*Task brief:*
The entries below are to be repeated exactly as they stand.

*Material provided:*
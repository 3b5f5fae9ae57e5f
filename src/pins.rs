//! Peripheral pin assignments for the sync module board.
//!
//! Single source of truth: the bus adapter references these rather than
//! hard-coding pin numbers.

// ---------------------------------------------------------------------------
// I²C slave link to the clock controller
// ---------------------------------------------------------------------------

pub const I2C_SDA_GPIO: i32 = 8;
pub const I2C_SCL_GPIO: i32 = 9;

/// 7-bit slave address the host controller talks to.
pub const I2C_SLAVE_ADDRESS: u8 = 40;

/// Driver-side RX/TX ring sizes.  A command frame is at most 6 bytes.
pub const I2C_RX_BUFFER_LEN: usize = 32;
pub const I2C_TX_BUFFER_LEN: usize = 32;
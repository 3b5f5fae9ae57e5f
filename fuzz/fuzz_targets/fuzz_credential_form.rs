//! Fuzz target: `parse_form`
//!
//! Arbitrary request bodies must either be rejected with a typed error or
//! yield a submission whose fields fit their bounds.
//!
//! cargo fuzz run fuzz_credential_form

#![no_main]

use clocksync::provisioning::parse_form;
use clocksync::settings::{MAX_CREDENTIAL_LEN, Settings};
use libfuzzer_sys::fuzz_target;

fuzz_target!(|data: &[u8]| {
    let Ok(body) = core::str::from_utf8(data) else {
        return;
    };
    if let Ok(submission) = parse_form(body) {
        assert!(submission.ssid.len() <= MAX_CREDENTIAL_LEN);
        assert!(submission.passphrase.len() <= MAX_CREDENTIAL_LEN);
        if submission.validate().is_ok() {
            let settings = submission.into_settings(&Settings::default());
            assert!(settings.is_plausible());
        }
    }
});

*Written answer:*
repository 3b5f5fae9ae57e5f
filename src/pins.rs
//! Peripheral pin assignments for the sync module board.
//!
//! Single source of truth: the bus adapter references these rather than
//! hard-coding pin numbers.

// ---------------------------------------------------------------------------
// I²C slave link to the clock controller
// ---------------------------------------------------------------------------

pub const I2C_SDA_GPIO: i32 = 8;
pub const I2C_SCL_GPIO: i32 = 9;

/// 7-bit slave address the host controller talks to.
pub const I2C_SLAVE_ADDRESS: u8 = 40;

/// Driver-side RX/TX ring sizes.  A command frame is at most 6 bytes.
pub const I2C_RX_BUFFER_LEN: usize = 32;
pub const I2C_TX_BUFFER_LEN: usize = 32;
repository 3b5f5fae9ae57e5f
filename fuzz/fuzz_targets/fuzz_credential_form.rs
//! Fuzz target: `parse_form`
//!
//! Arbitrary request bodies must either be rejected with a typed error or
//! yield a submission whose fields fit their bounds.
//!
//! cargo fuzz run fuzz_credential_form

#![no_main]

use clocksync::provisioning::parse_form;
use clocksync::settings::{MAX_CREDENTIAL_LEN, Settings};
use libfuzzer_sys::fuzz_target;

fuzz_target!(|data: &[u8]| {
    let Ok(body) = core::str::from_utf8(data) else {
        return;
    };
    if let Ok(submission) = parse_form(body) {
        assert!(submission.ssid.len() <= MAX_CREDENTIAL_LEN);
        assert!(submission.passphrase.len() <= MAX_CREDENTIAL_LEN);
        if submission.validate().is_ok() {
            let settings = submission.into_settings(&Settings::default());
            assert!(settings.is_plausible());
        }
    }
});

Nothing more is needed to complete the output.